■ Requirement: The lines to find are those in the entries that hold the word "CreateAccountRequest"; copy every one of them.

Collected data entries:
<<<<
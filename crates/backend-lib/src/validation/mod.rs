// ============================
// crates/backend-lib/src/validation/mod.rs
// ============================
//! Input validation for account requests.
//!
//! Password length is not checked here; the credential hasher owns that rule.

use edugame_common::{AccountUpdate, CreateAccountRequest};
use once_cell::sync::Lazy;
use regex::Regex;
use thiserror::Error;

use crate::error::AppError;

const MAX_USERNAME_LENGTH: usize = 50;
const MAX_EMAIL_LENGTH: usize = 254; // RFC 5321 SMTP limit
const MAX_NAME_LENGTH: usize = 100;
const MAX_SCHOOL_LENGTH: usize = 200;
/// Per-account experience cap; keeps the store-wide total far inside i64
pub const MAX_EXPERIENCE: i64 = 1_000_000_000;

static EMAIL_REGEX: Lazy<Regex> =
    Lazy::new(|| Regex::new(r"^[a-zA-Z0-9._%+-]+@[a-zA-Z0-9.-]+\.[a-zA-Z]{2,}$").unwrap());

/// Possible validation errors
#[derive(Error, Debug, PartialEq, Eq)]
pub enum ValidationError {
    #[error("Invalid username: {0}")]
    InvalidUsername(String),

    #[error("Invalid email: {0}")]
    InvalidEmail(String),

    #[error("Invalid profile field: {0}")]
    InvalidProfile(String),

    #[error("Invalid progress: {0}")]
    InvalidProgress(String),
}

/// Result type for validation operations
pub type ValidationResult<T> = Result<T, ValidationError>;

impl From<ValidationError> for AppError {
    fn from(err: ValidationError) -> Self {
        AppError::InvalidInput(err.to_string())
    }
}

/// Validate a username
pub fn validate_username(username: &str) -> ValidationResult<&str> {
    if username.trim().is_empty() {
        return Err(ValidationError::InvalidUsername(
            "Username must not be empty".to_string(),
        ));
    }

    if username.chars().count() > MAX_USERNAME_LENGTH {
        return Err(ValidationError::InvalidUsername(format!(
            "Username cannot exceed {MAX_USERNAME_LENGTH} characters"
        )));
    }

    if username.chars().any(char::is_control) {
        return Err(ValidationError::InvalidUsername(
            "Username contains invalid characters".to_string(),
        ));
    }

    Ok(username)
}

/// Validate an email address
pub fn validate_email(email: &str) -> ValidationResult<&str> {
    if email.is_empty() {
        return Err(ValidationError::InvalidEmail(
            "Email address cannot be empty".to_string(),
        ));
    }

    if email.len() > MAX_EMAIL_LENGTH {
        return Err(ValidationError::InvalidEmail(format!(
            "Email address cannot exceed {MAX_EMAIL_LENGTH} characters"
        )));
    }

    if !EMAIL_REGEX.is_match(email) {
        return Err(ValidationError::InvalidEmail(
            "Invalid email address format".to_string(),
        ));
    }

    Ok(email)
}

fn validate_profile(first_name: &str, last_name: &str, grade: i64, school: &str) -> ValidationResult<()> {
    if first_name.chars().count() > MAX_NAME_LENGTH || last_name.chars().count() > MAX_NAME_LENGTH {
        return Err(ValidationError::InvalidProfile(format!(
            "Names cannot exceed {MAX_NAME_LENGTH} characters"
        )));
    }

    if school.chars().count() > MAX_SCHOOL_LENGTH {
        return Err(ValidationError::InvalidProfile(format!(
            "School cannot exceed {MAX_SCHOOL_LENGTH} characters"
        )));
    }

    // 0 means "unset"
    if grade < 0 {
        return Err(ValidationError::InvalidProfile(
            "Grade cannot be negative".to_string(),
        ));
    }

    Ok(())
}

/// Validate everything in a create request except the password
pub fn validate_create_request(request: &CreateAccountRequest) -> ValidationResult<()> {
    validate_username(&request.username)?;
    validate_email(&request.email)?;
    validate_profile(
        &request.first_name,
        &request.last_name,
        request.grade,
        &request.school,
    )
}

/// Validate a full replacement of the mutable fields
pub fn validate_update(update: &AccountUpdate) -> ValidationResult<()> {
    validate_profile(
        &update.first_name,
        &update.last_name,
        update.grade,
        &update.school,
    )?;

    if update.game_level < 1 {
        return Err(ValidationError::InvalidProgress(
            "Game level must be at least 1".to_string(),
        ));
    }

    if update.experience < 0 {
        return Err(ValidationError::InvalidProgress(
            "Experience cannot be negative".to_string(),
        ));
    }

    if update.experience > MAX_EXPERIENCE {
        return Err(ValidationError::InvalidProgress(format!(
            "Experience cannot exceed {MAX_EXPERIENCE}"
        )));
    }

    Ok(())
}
>>>>
■ Exercise output:
use edugame_common::{AccountUpdate, CreateAccountRequest};
pub fn validate_create_request(request: &CreateAccountRequest) -> ValidationResult<()> {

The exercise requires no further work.